You just have to say, "No, sorry I don't have that kind of money."

timshelthechoice · 06/10/2019 20:23

Just stay out of it, and even if she did have nothing, she'd have no way of paying you back. Keep it simple and stick to that. NO more pointing out the holiday or anything else, just I don't have any money to lend and that's that.

Lockheart · 06/10/2019 20:26

Do not lend her the money. Be there for support, let her talk things through with her, help her plan her move and help her move out if she needs it, but don't give her the money.

There is no way you need £5k to leave a relationship. Many women do it with absolutely nothing, and she is already in a much more fortunate position than lots of women fleeing abusive relationships as she works full time and has access to her own money.
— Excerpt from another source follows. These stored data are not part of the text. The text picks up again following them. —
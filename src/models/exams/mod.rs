pub mod entities;
pub mod requests;

pub use entities::*;
pub use requests::*;
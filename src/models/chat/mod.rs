use serde::{Deserialize, Serialize};
use ts_rs::TS;

use crate::models::common::{PaginationQuery, string_enum};

pub const MAX_MESSAGE_CHARS: usize = 2000;

string_enum! {
    #[ts(export, export_to = "chat.ts")]
    pub enum RoomType {
        Direct => "direct",
        Group => "group",
        Class => "class",
    }
}

#[derive(Debug, Clone, Serialize, Deserialize, TS)]
#[ts(export, export_to = "chat.ts")]
pub struct ChatRoom {
    pub id: i64,
    pub name: Option<String>,
    pub room_type: RoomType,
    pub class_id: Option<i64>,
    pub created_by: i64,
    pub last_message_at: Option<chrono::DateTime<chrono::Utc>>,
    pub created_at: chrono::DateTime<chrono::Utc>,
}

#[derive(Debug, Clone, Serialize, TS)]
#[ts(export, export_to = "chat.ts")]
pub struct ChatRoomDetail {
    #[serde(flatten)]
    #[ts(flatten)]
    pub room: ChatRoom,
    pub member_ids: Vec<i64>,
}

#[derive(Debug, Clone, Serialize, Deserialize, TS)]
#[ts(export, export_to = "chat.ts")]
pub struct ChatMessage {
    pub id: i64,
    pub room_id: i64,
    pub sender_id: i64,
    pub content: String,
    pub created_at: chrono::DateTime<chrono::Utc>,
}

#[derive(Debug, Deserialize, TS)]
#[ts(export, export_to = "chat.ts")]
pub struct CreateRoomRequest {
    pub room_type: RoomType,
    pub name: Option<String>,
    /// direct 房间为对方 ID，group 房间为其它成员
    #[serde(default)]
    pub member_ids: Vec<i64>,
    /// class 房间必填
    pub class_id: Option<i64>,
}

#[derive(Debug, Deserialize, TS)]
#[ts(export, export_to = "chat.ts")]
pub struct SendMessageRequest {
    pub content: String,
}

#[derive(Debug, Clone)]
pub struct NewChatRoom {
    pub name: Option<String>,
    pub room_type: RoomType,
    pub class_id: Option<i64>,
    pub created_by: i64,
    pub member_ids: Vec<i64>,
}

#[derive(Debug, Clone, Default, Deserialize, TS)]
#[ts(export, export_to = "chat.ts")]
pub struct MessageListParams {
    #[serde(flatten)]
    #[ts(flatten)]
    pub pagination: PaginationQuery,
}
WildfirePonie · 06/10/2019 20:28

Tell her you don't have any money to lend and leave it as that. Don't get drawn into it any further.

TellMeWhoTheVilliansAre · 06/10/2019 20:28

I struggle to know how to tell her that she could have that money if she hadn't spent so much lately though. I don't know how to say it....

You don't have to say it. You can just tell her you don't have it. She is in denial as much as the alcoholic is. It's why dyes still there putting up with his shit. And there's every chance you will give her £5000 and she still won't leave him. How did she come up with the £5000 figure. It sounds like she plucked a figure from thin air. Have you spoken to her about money. Does she know you have a bit in savings?

Encourage her to go to Al-Anon (it's free!). But to not comment on her spending. Nothing good will come of it. She will get defensive.

OoohRhubarbLetsGo · 06/10/2019 20:33

I think you’d be completely upfront and reasonable to say that you don’t have that kind of money available. Perhaps she thinks that your inheritance was so substantial that you wouldn’t even notice the loss of 5k.